BIG SUR — From a windswept point along California's most spectacular shoreline, an old professor who holds the world's most prestigious award for peace plans his next moves in a deeply personal war.
Many have said that for Linus Pauling, the war should have ended a long time ago when the medical profession refused to embrace his theory of Vitamin C as a panacea for all sorts of afflictions, including cancer.
But the only person in history to win two unshared Nobel prizes would have none of that. Pauling calls those who attack his work on Vitamin C 'scoundrels.' Instead, he has directed his energies toward proving the naysayers wrong. Now into the 85th year of his life, the old man hones his intellectual scalpel, ready to fight all who question his judgment on this, the most frustrating campaign in his long, sometimes stormy career.
If it turns out that Vitamin C does not help cure cancer, as the Mayo Clinic has concluded twice in recent studies, defeat in the last chapter of his life could overshadow the fact that for more than half a century Pauling was a major intellectual force in the world of science, producing a body of work that few in any field could match.
If it turns out that some of his other ideas about vitamins are correct, as recent evidence suggests, it will be another footnote in a long, illustrious career, forcing his critics to concede that Linus Pauling was at least partly right after all.
But no matter what the eventual result, those who know him well do not doubt that Pauling will fight to the very end.
"I thought it would have been ended several years ago," Pauling said recently as he sat in his rustic home on the rugged California coastline south of Big Sur. "By 1980, I had thought, doctors everywhere would be giving Vitamin C in large doses as an adjunct to conventional therapy for cancer patients. But because of the opposition, which is mainly from ignorance, it has gone more slowly."

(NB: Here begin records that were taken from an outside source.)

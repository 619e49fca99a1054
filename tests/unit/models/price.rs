//! Unit tests for the price history model

use crate::test_utils::base_time;
use btcsignal::models::price::{PricePoint, PriceSeries};
use chrono::Duration;

#[test]
fn test_series_is_sorted_oldest_first() {
    let t0 = base_time();
    let series = PriceSeries::new(vec![
        PricePoint::new(t0 + Duration::hours(2), 3.0),
        PricePoint::new(t0, 1.0),
        PricePoint::new(t0 + Duration::hours(1), 2.0),
    ]);
    assert_eq!(series.closes(), vec![1.0, 2.0, 3.0]);
    assert_eq!(series.last().unwrap().price, 3.0);
}

#[test]
fn test_duplicate_timestamps_keep_the_later_point() {
    let t0 = base_time();
    let series = PriceSeries::new(vec![
        PricePoint::new(t0, 1.0),
        PricePoint::new(t0 + Duration::hours(1), 2.0),
        PricePoint::new(t0, 5.0),
    ]);
    assert_eq!(series.len(), 2);
    assert_eq!(series.closes(), vec![5.0, 2.0]);
}

#[test]
fn test_candles_are_synthesized_from_price() {
    let series = PriceSeries::new(vec![PricePoint::new(base_time(), 42.5)]);
    let candles = series.to_candles();
    assert_eq!(candles.len(), 1);
    let candle = candles[0];
    assert_eq!(candle.open, 42.5);
    assert_eq!(candle.high, 42.5);
    assert_eq!(candle.low, 42.5);
    assert_eq!(candle.close, 42.5);
    assert_eq!(candle.volume, 0.0);
    assert_eq!(candle.timestamp, base_time());
}

#[test]
fn test_empty_series() {
    let series = PriceSeries::default();
    assert!(series.is_empty());
    assert!(series.last().is_none());
    assert!(series.to_candles().is_empty());
}
//! Wires configuration into a runnable signal job.

use crate::config::Config;
use crate::core::http::HealthStatus;
use crate::core::scheduler::ScheduledJob;
use crate::db::FileSignalStore;
use crate::error::BotError;
use crate::jobs::context::JobContext;
use crate::jobs::workflow::run_pipeline;
use crate::metrics::Metrics;
use crate::services::market_data::HttpMarketData;
use crate::services::notifications::{EmailNotifier, Notifier, WhatsAppNotifier};
use async_trait::async_trait;
use chrono::Utc;
use std::sync::Arc;
use tokio::sync::RwLock;
use tracing::{info, warn};

pub struct SignalRuntime {
    ctx: Arc<JobContext>,
    health: Arc<RwLock<HealthStatus>>,
}

impl SignalRuntime {
    pub fn new(ctx: JobContext, health: Arc<RwLock<HealthStatus>>) -> Self {
        Self {
            ctx: Arc::new(ctx),
            health,
        }
    }

    /// Build the production job: HTTP market data, a file-backed marker and
    /// whichever notification channels have credentials.
    pub fn from_config(
        config: &Config,
        metrics: Arc<Metrics>,
        health: Arc<RwLock<HealthStatus>>,
    ) -> Result<Self, BotError> {
        let ctx = JobContext::new(
            Arc::new(HttpMarketData::new(&config.market)),
            Arc::new(FileSignalStore::new(&config.state_path)),
            build_notifiers(config)?,
        )
        .with_metrics(metrics)
        .with_lookback_days(config.market.lookback_days)
        .with_currency(config.market.currency_code());

        Ok(Self::new(ctx, health))
    }

    pub fn context(&self) -> &JobContext {
        &self.ctx
    }
}

pub fn build_notifiers(config: &Config) -> Result<Vec<Arc<dyn Notifier>>, BotError> {
    let mut notifiers: Vec<Arc<dyn Notifier>> = Vec::new();

    match &config.email {
        Some(email) => notifiers.push(Arc::new(EmailNotifier::new(email)?)),
        None => warn!("Email credentials missing, email channel disabled"),
    }
    match &config.whatsapp {
        Some(whatsapp) => notifiers.push(Arc::new(WhatsAppNotifier::new(whatsapp))),
        None => warn!("Twilio credentials missing, WhatsApp channel disabled"),
    }

    info!(
        channels = ?notifiers.iter().map(|n| n.channel()).collect::<Vec<_>>(),
        "Notification channels configured"
    );
    Ok(notifiers)
}

#[async_trait]
impl ScheduledJob for SignalRuntime {
    fn name(&self) -> &'static str {
        "signal-pipeline"
    }

    async fn run_once(&self) -> Result<(), BotError> {
        if let Some(metrics) = &self.ctx.metrics {
            metrics.pipeline_runs_total.inc();
        }

        match run_pipeline(&self.ctx).await {
            Ok(outcome) => {
                let now = Utc::now();
                self.health
                    .write()
                    .await
                    .record_success(outcome.signal.signal, now);
                if let Some(metrics) = &self.ctx.metrics {
                    metrics.record_signal(outcome.signal.signal);
                    metrics.last_run_timestamp_seconds.set(now.timestamp() as f64);
                }
                Ok(())
            }
            Err(e) => {
                self.health.write().await.record_failure();
                if let Some(metrics) = &self.ctx.metrics {
                    metrics.pipeline_failures_total.inc();
                }
                Err(e)
            }
        }
    }
}
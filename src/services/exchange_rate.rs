//! USD reference rate client.

use crate::error::BotError;
use crate::services::http;
use reqwest::Client;
use serde::Deserialize;
use std::collections::HashMap;

const PROVIDER: &str = "exchangerate";

#[derive(Debug, Deserialize)]
struct LatestRatesResponse {
    #[serde(default)]
    rates: HashMap<String, f64>,
}

pub struct ExchangeRateClient {
    client: Client,
    base_url: String,
    retries: usize,
}

impl ExchangeRateClient {
    pub fn new(base_url: impl Into<String>) -> Self {
        Self::with_client(base_url, http::default_client())
    }

    pub fn with_client(base_url: impl Into<String>, client: Client) -> Self {
        Self {
            client,
            base_url: base_url.into().trim_end_matches('/').to_string(),
            retries: 0,
        }
    }

    pub fn with_retries(mut self, retries: usize) -> Self {
        self.retries = retries;
        self
    }

    /// Units of `currency` per one USD.
    pub async fn usd_rate(&self, currency: &str) -> Result<f64, BotError> {
        let code = currency.to_uppercase();
        let url = format!("{}/latest", self.base_url);
        let response: LatestRatesResponse = http::get_json(
            &self.client,
            PROVIDER,
            &url,
            &[("base", "USD".to_string()), ("symbols", code.clone())],
            self.retries,
        )
        .await?;

        response
            .rates
            .get(&code)
            .copied()
            .filter(|r| r.is_finite() && *r > 0.0)
            .ok_or_else(|| BotError::data_unavailable(PROVIDER, format!("no USD/{} rate in response", code)))
    }
}
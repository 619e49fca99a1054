//! Plain-text report shared by every notification channel.

use crate::models::indicators::IndicatorRow;
use crate::models::signal::{Signal, SignalOutput};
use std::fmt::Write;

pub struct ReportContext<'a> {
    pub signal: &'a SignalOutput,
    /// Latest point of the history; its timestamp and close head the report.
    pub latest: &'a IndicatorRow,
    pub spot_price: Option<f64>,
    /// Units of `currency` per one USD.
    pub usd_rate: Option<f64>,
    pub change_24h: Option<f64>,
    /// Uppercase currency code, e.g. `CLP`.
    pub currency: &'a str,
}

pub fn subject(signal: Signal, currency: &str) -> String {
    format!("BTC/{} alert - {}", currency, signal)
}

pub fn render(ctx: &ReportContext<'_>) -> String {
    let row = ctx.latest;
    let mut out = String::new();

    // Writing to a String cannot fail.
    let _ = writeln!(out, "Signal: {}", ctx.signal.signal);
    let _ = writeln!(out, "Date: {}", row.timestamp.format("%Y-%m-%d %H:%M"));
    let _ = writeln!(out, "Reason: {}", ctx.signal.rationale);
    let _ = writeln!(
        out,
        "Estimated price: {} {}",
        format_thousands(row.close, 2),
        ctx.currency
    );
    match ctx.spot_price {
        Some(price) => {
            let _ = writeln!(out, "Spot price: {} {}", format_thousands(price, 0), ctx.currency);
        }
        None => {
            let _ = writeln!(out, "Spot price: unavailable");
        }
    }
    if let Some(rate) = ctx.usd_rate {
        let _ = writeln!(
            out,
            "USD reference: 1 USD = {} {} (approx. {} USD)",
            format_thousands(rate, 2),
            ctx.currency,
            format_thousands(row.close / rate, 2)
        );
    }

    let _ = writeln!(
        out,
        "RSI: {} | EMA9: {} | EMA21: {}",
        fmt_opt(row.rsi),
        fmt_opt(row.ema9),
        fmt_opt(row.ema21)
    );
    let _ = writeln!(
        out,
        "MACD: {} / Signal: {}",
        fmt_opt(row.macd),
        fmt_opt(row.macd_signal)
    );
    let _ = writeln!(
        out,
        "Bollinger Bands: {} - {} - {}",
        fmt_opt(row.bb_lower),
        fmt_opt(row.bb_middle),
        fmt_opt(row.bb_upper)
    );
    let _ = writeln!(out, "ADX: {}", fmt_opt(row.adx));
    let _ = writeln!(
        out,
        "Stochastic: K={} | D={}",
        fmt_opt(row.stoch_k),
        fmt_opt(row.stoch_d)
    );

    match ctx.change_24h {
        Some(change) => {
            let _ = writeln!(out, "\n24h return: {:.2}%", change);
        }
        None => {
            let _ = writeln!(out, "\n24h return: unavailable");
        }
    }
    let _ = writeln!(out, "\nRecommendation based on automated technical analysis.");

    out
}

fn fmt_opt(value: Option<f64>) -> String {
    match value {
        Some(v) if v.is_finite() => format!("{:.2}", v),
        _ => "n/a".to_string(),
    }
}

/// Fixed-point formatting with `,` grouping the integer digits.
pub fn format_thousands(value: f64, decimals: usize) -> String {
    let formatted = format!("{:.*}", decimals, value.abs());
    let (int_part, frac_part) = match formatted.split_once('.') {
        Some((i, f)) => (i, Some(f)),
        None => (formatted.as_str(), None),
    };

    let mut grouped = String::with_capacity(int_part.len() + int_part.len() / 3);
    for (i, digit) in int_part.chars().enumerate() {
        if i > 0 && (int_part.len() - i) % 3 == 0 {
            grouped.push(',');
        }
        grouped.push(digit);
    }

    let sign = if value < 0.0 && formatted.chars().any(|c| c != '0' && c != '.') {
        "-"
    } else {
        ""
    };
    match frac_part {
        Some(frac) => format!("{}{}.{}", sign, grouped, frac),
        None => format!("{}{}", sign, grouped),
    }
}
//! Signal evaluation over an enriched price history.

use crate::common::math;
use crate::models::indicators::EnrichedSeries;
use crate::models::signal::SignalOutput;
use crate::signals::decision::decide;
use crate::signals::scoring::{score, IndicatorSnapshot};

/// Points between the latest close and the close it is compared against for the 24h return.
pub const RETURN_LOOKBACK_POINTS: usize = 24;

pub struct SignalEngine;

impl SignalEngine {
    /// Score the latest row, the same one the report shows. Until its lookback
    /// windows are satisfied the result is WAIT with an "insufficient data" rationale.
    pub fn evaluate(series: &EnrichedSeries) -> SignalOutput {
        match series.latest().and_then(IndicatorSnapshot::from_row) {
            Some(snapshot) => Self::evaluate_snapshot(&snapshot),
            None => SignalOutput::insufficient_data(),
        }
    }

    pub fn evaluate_snapshot(snapshot: &IndicatorSnapshot) -> SignalOutput {
        decide(score(snapshot))
    }
}

/// Percentage change between the latest close and the close 24 points earlier.
pub fn change_24h(closes: &[f64]) -> Option<f64> {
    if closes.len() <= RETURN_LOOKBACK_POINTS {
        return None;
    }
    let latest = closes[closes.len() - 1];
    let earlier = closes[closes.len() - 1 - RETURN_LOOKBACK_POINTS];
    math::percent_change(earlier, latest)
}
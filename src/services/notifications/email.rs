//! SMTP (STARTTLS) email channel.

use crate::config::EmailConfig;
use crate::error::BotError;
use crate::services::notifications::Notifier;
use async_trait::async_trait;
use lettre::message::header::ContentType;
use lettre::message::Mailbox;
use lettre::transport::smtp::authentication::Credentials;
use lettre::{AsyncSmtpTransport, AsyncTransport, Message, Tokio1Executor};
use tracing::debug;

const CHANNEL: &str = "email";

pub struct EmailNotifier {
    transport: AsyncSmtpTransport<Tokio1Executor>,
    from: Mailbox,
    to: Mailbox,
}

impl EmailNotifier {
    pub fn new(config: &EmailConfig) -> Result<Self, BotError> {
        let from: Mailbox = config
            .sender
            .parse()
            .map_err(|e| BotError::Config(format!("invalid EMAIL_SENDER '{}': {}", config.sender, e)))?;
        let to: Mailbox = config.recipient.parse().map_err(|e| {
            BotError::Config(format!("invalid EMAIL_RECIPIENT '{}': {}", config.recipient, e))
        })?;

        let transport = AsyncSmtpTransport::<Tokio1Executor>::starttls_relay(&config.smtp_host)
            .map_err(|e| BotError::Config(format!("invalid SMTP relay '{}': {}", config.smtp_host, e)))?
            .port(config.smtp_port)
            .credentials(Credentials::new(
                config.sender.clone(),
                config.app_password.clone(),
            ))
            .build();

        Ok(Self { transport, from, to })
    }

    pub fn build_message(&self, subject: &str, body: &str) -> Result<Message, BotError> {
        Message::builder()
            .from(self.from.clone())
            .to(self.to.clone())
            .subject(subject)
            .header(ContentType::TEXT_PLAIN)
            .body(body.to_string())
            .map_err(|e| BotError::delivery(CHANNEL, format!("could not build message: {}", e)))
    }
}

#[async_trait]
impl Notifier for EmailNotifier {
    fn channel(&self) -> &'static str {
        CHANNEL
    }

    async fn send(&self, subject: &str, body: &str) -> Result<(), BotError> {
        let message = self.build_message(subject, body)?;
        let response = self
            .transport
            .send(message)
            .await
            .map_err(|e| BotError::delivery(CHANNEL, e))?;
        debug!(code = %response.code(), to = %self.to, "SMTP accepted message");
        Ok(())
    }
}
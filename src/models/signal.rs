use serde::{Deserialize, Serialize};
use std::fmt;
use std::str::FromStr;

#[derive(Debug, Clone, Copy, PartialEq, Eq, Hash, Serialize, Deserialize)]
#[serde(rename_all = "UPPERCASE")]
pub enum Signal {
    Buy,
    Sell,
    Wait,
}

impl Signal {
    pub fn as_str(&self) -> &'static str {
        match self {
            Signal::Buy => "BUY",
            Signal::Sell => "SELL",
            Signal::Wait => "WAIT",
        }
    }
}

impl fmt::Display for Signal {
    fn fmt(&self, f: &mut fmt::Formatter<'_>) -> fmt::Result {
        f.write_str(self.as_str())
    }
}

#[derive(Debug, Clone, PartialEq, Eq)]
pub struct UnknownSignal(pub String);

impl fmt::Display for UnknownSignal {
    fn fmt(&self, f: &mut fmt::Formatter<'_>) -> fmt::Result {
        write!(f, "unknown signal '{}'", self.0)
    }
}

impl std::error::Error for UnknownSignal {}

impl FromStr for Signal {
    type Err = UnknownSignal;

    fn from_str(s: &str) -> Result<Self, Self::Err> {
        match s.trim().to_uppercase().as_str() {
            "BUY" => Ok(Signal::Buy),
            "SELL" => Ok(Signal::Sell),
            "WAIT" => Ok(Signal::Wait),
            other => Err(UnknownSignal(other.to_string())),
        }
    }
}

/// A single rule that fired while scoring.
#[derive(Debug, Clone, PartialEq, Serialize, Deserialize)]
pub struct SignalReason {
    pub description: String,
}

#[derive(Debug, Clone, PartialEq, Serialize, Deserialize)]
pub struct SignalOutput {
    pub signal: Signal,
    /// Human-readable rationale sent with the notification.
    pub rationale: String,
    pub buy_score: u32,
    pub sell_score: u32,
    pub reasons: Vec<SignalReason>,
}

impl SignalOutput {
    pub fn new(signal: Signal, rationale: impl Into<String>) -> Self {
        Self {
            signal,
            rationale: rationale.into(),
            buy_score: 0,
            sell_score: 0,
            reasons: Vec::new(),
        }
    }

    /// Fallback used when there is no fully-defined row to score.
    pub fn insufficient_data() -> Self {
        Self::new(Signal::Wait, "insufficient data")
    }
}
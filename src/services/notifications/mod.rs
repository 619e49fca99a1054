//! Outbound notification channels and the fan-out used when a signal changes.

pub mod email;
pub mod report;
pub mod whatsapp;

pub use email::EmailNotifier;
pub use whatsapp::WhatsAppNotifier;

use crate::error::BotError;
use async_trait::async_trait;
use futures_util::future::join_all;
use std::sync::Arc;
use tracing::{error, info};

#[async_trait]
pub trait Notifier: Send + Sync {
    /// Short channel name used in logs and metrics (`email`, `whatsapp`).
    fn channel(&self) -> &'static str;

    async fn send(&self, subject: &str, body: &str) -> Result<(), BotError>;
}

/// Outcome of one delivery attempt.
#[derive(Debug, Clone, PartialEq)]
pub struct DeliveryReport {
    pub channel: &'static str,
    pub error: Option<String>,
}

impl DeliveryReport {
    pub fn delivered(&self) -> bool {
        self.error.is_none()
    }
}

/// Attempt every channel exactly once. A failing channel is logged and
/// reported; it never prevents the others from being tried.
pub async fn dispatch_all(
    notifiers: &[Arc<dyn Notifier>],
    subject: &str,
    body: &str,
) -> Vec<DeliveryReport> {
    let attempts = notifiers.iter().map(|notifier| async move {
        let channel = notifier.channel();
        match notifier.send(subject, body).await {
            Ok(()) => {
                info!(channel = channel, "Notification sent via {}", channel);
                DeliveryReport {
                    channel,
                    error: None,
                }
            }
            Err(e) => {
                error!(channel = channel, error = %e, "Notification failed via {}", channel);
                DeliveryReport {
                    channel,
                    error: Some(e.to_string()),
                }
            }
        }
    });

    join_all(attempts).await
}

A cherubic grin, his trademark for so many years, turns to a scowl.
"This delay," he added, "will do harm to thousands, or tens of thousands, of persons."
He gazes for a moment at the ocean at his doorstep, then turns back with his eyes flashing. Those who have attacked his work on Vitamin C, he says dramatically, are "scoundrels."
Linus Pauling today is known to millions of younger Americans as someone with vague scientific credentials who became a huckster for vitamins. Yet if he is aware that many do not know of the extraordinary imprint he has already left on a wide range of scientific disciplines, he doesn't show it.
Instead, there is his air of self-confidence that many people have perceived as arrogance.
This confidence that the path he has taken has been the correct one has been a factor throughout Pauling's long career. Indeed, many who have followed him think it explains why he could never sit still--why even becoming the most decorated chemist in history was not enough.
There were signs, even in his early days at Caltech in Pasadena, that Pauling's path would lead him to personal victories, but that he would pay a dear price in order to achieve them.
The son of an Oregon druggist, Pauling entered Caltech as a graduate student in 1922. By 1925, at the age of 24, he had earned his Ph.D in chemistry.
As a young chemist at the Pasadena institute, he soon began cutting his legendary swath across several fields of science. He was still in his early 30s when he published a series of papers that were to make up his masterpiece, "The Nature of the Chemical Bond," the work that would earn him the Nobel Prize for chemistry in 1954.
Along the way he had learned that a little humor and a lot of dramatics can turn a dry lecture into a work of art, and Pauling embraced both of those tactics with gusto. Friends say he was always somewhat of a ham, and his flamboyant style served him well in the classroom.
"He was one of the finest chemical teachers ever," recalled Dr. Lee DuBridge, who was president of Caltech during Pauling's final tumultuous days there. "He was a brilliant lecturer. He still is. I heard him give a lecture a few months ago. He talked too long, but it was a marvelous lecture."
Pauling's flair also paved the way out of the classroom and into the world at large for a young scientist who had found his oratorical skills in great demand.
But it wasn't only the scientific issues he had to address. The end of World War II had seen the United States usher in the nuclear age with atomic bomb attacks on two Japanese cities. The devastation served as a dramatic warning that the world would never be the same again.
Pauling began to say as much.
"I could give talks about science that people could understand," he said. "So I gave talks, essentially about nuclear physics. But gradually I began saying, as Einstein was saying, that the fact that we could lob over a single bomb and destroy an entire city meant that, finally, we were forced to give up war."